A single engine Piper PA-28 Cherokee 9H-FLY with Oliver Bennett, David Polidano, Raymond Ebejer and Ezechiel Busuttil from the Malta Aviation Museum last month attended the fifth annual Historical Aircraft Group’s Fly Party for vintage aircraft at the airfield of Montagnana in the Veneto region, northern Italy.
The local museum’s participation was made possible thanks to main sponsor Mediterranean Insurance Brokers and secondary sponsors Grand Hotel Excelsior, Sky People flying school, Euro Star Garage, Total oils, Mosta Radiators and Splash and Fun water park.
Mr Polidano thanked MIB for making their attendance to the Fly Party possible: “With your support we have continued to strengthen our friendship with like-minded vintage aviation enthusiasts and operators in Europe. The HAG aims to keep the aviation culture alive and strong in Italy, and preserves and enhances the historical, technological and cultural impact that classic airplanes represent.”
No fewer than 60 vintage aircraft took part, with the Maltese crew being awarded a memento for having travelled the greatest distance to attend the Fly Party.
In its report, Warbirds News (www.warbirdsnews.com) described the two-day event, which hosted airplanes, gliders, helicopters, ultralights and aerobatic teams, as the premier event in the Italian air show season. It also hosted the first meeting devoted to airplanes designed by the legendary aeronautical engineer and aircraft designer, Stelio Frati.
One of his notable planes was the Aermacchi SF.260, and there were four of them on display. During the flight demonstrations of the SF.260s, four planes suddenly fell together to perform a seemingly impromptu precision aerobatics display, carrying out a series of complicated steps and manoeuvres, wingtip to wingtip, garnering an enormous and enthusiastic response from the crowds below, who were not expecting much more than flyovers and some solo aerobatics.
The mystery of the SF.260 display was solved when the planes landed and the pilots were revealed to be four former pilots of the Frecce Tricolori, the Italian Air Force’s aerobatic exhibition team. These pilots, now retired, clearly have not lost a taste for flying, nor an appreciable diminishment of their skills.

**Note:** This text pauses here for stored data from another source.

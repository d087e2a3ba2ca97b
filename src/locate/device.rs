use async_trait::async_trait;

use crate::geo::Coordinate;
use crate::locate::error::LocateError;

#[derive(Debug, Clone, Copy, PartialEq, Eq)]
pub struct PositionOptions {
    pub high_accuracy: bool,
}

/// The device geolocation capability.
#[async_trait]
pub trait DeviceLocator: Send + Sync {
    async fn current_position(&self, options: PositionOptions) -> Result<Coordinate, LocateError>;
}

/// Always reports the same position. Stands in for a device with a known location.
#[derive(Debug, Clone, Copy)]
pub struct FixedLocator(pub Coordinate);

#[async_trait]
impl DeviceLocator for FixedLocator {
    async fn current_position(&self, _: PositionOptions) -> Result<Coordinate, LocateError> {
        Ok(self.0)
    }
}

/// A device without geolocation.
#[derive(Debug, Clone, Copy, Default)]
pub struct NoLocator;

#[async_trait]
impl DeviceLocator for NoLocator {
    async fn current_position(&self, _: PositionOptions) -> Result<Coordinate, LocateError> {
        Err(LocateError::Unsupported)
    }
}

#[derive(Debug)]
pub enum FixSource {
    Device,
    Fallback(LocateError),
}

/// The outcome of a device location request. Always carries a coordinate.
#[derive(Debug)]
pub struct DeviceFix {
    pub coordinate: Coordinate,
    pub source: FixSource,
}

impl DeviceFix {
    pub fn device(coordinate: Coordinate) -> Self {
        DeviceFix {
            coordinate,
            source: FixSource::Device,
        }
    }

    pub fn fallback(coordinate: Coordinate, reason: LocateError) -> Self {
        DeviceFix {
            coordinate,
            source: FixSource::Fallback(reason),
        }
    }

    pub fn is_fallback(&self) -> bool {
        matches!(self.source, FixSource::Fallback(_))
    }

    pub fn status_message(&self) -> &'static str {
        match self.source {
            FixSource::Device => "Location acquired.",
            FixSource::Fallback(LocateError::Unsupported) => {
                "Geolocation not supported. Using default starting location."
            }
            FixSource::Fallback(_) => "Using default starting location.",
        }
    }
}
use std::sync::Arc;

use log::{error, info};

use saferoute::config::Config;
use saferoute::map::HeadlessMap;
use saferoute::status::StatusLine;
use saferoute::{InteractionController, Services};

#[tokio::main]
async fn main() -> Result<(), Box<dyn std::error::Error>> {
    // Load `.env` first, so `RUST_LOG` set there reaches the logger.
    let _ = dotenv::dotenv();

    #[cfg(feature = "tracing")]
    saferoute::util::trace::initialize_tracer();
    #[cfg(not(feature = "tracing"))]
    env_logger::init();

    let config = Config::from_env()?;
    let places: Vec<String> = std::env::args().skip(1).collect();

    let status = Arc::new(StatusLine::new());
    let map = HeadlessMap::with_view(config.initial_view, config.initial_zoom);
    let services = Services::http(&config, status.clone())?;
    let controller = InteractionController::new(&config, map, services);

    controller.locate_device().await;
    println!("{}", status.current());

    match places.as_slice() {
        [] => {}
        [from, to] => {
            info!("Directions from {from:?} to {to:?}");
            controller.directions(from, to).await;
            println!("{}", status.current());

            for line in controller.snapshot().await.stats {
                println!("  {line}");
            }
        }
        _ => {
            error!("Expected two place names, got {}", places.len());
            eprintln!("usage: saferoute [FROM TO]");
            std::process::exit(2);
        }
    }

    Ok(())
}
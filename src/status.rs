//! The single-slot status line.

use log::info;
use tokio::sync::watch;

/// A sink for the one human-readable status string. Last write wins.
pub trait StatusReporter: Send + Sync {
    fn set_status(&self, text: &str);
}

/// [`StatusReporter`] backed by a `watch` channel, so a view can either read
/// the current text or await the next change.
#[derive(Debug)]
pub struct StatusLine {
    sender: watch::Sender<String>,
}

impl Default for StatusLine {
    fn default() -> Self {
        Self::new()
    }
}

impl StatusLine {
    pub fn new() -> Self {
        let (sender, _) = watch::channel(String::new());
        StatusLine { sender }
    }

    pub fn current(&self) -> String {
        self.sender.borrow().clone()
    }

    pub fn subscribe(&self) -> watch::Receiver<String> {
        self.sender.subscribe()
    }
}

impl StatusReporter for StatusLine {
    fn set_status(&self, text: &str) {
        info!("status: {text}");
        self.sender.send_replace(text.to_string());
    }
}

The success of this year’s event, the largest yet, was in large part due to the hard work of AvioClub Montagnana through its many volunteers and the tireless and efficient Vittorio Frison. The event director, Sergio Maron, serving as the announcer, was able to masterfully paint a compelling picture, describing the aircraft which flew during the show, bringing tangible emotion to the colourful commentary he provided for the planes, some of which he himself flew during his many years of service in the Italian Air Force.
A spokesman for MIB said: “It is our pleasure to support initiatives to fly our flag beyond our shores. We thank the Malta Aviation Museum for seeking our collaboration and remain devoted to assist in similar events. We take the opportunity to congratulate the Maltese crew for their accomplishment.”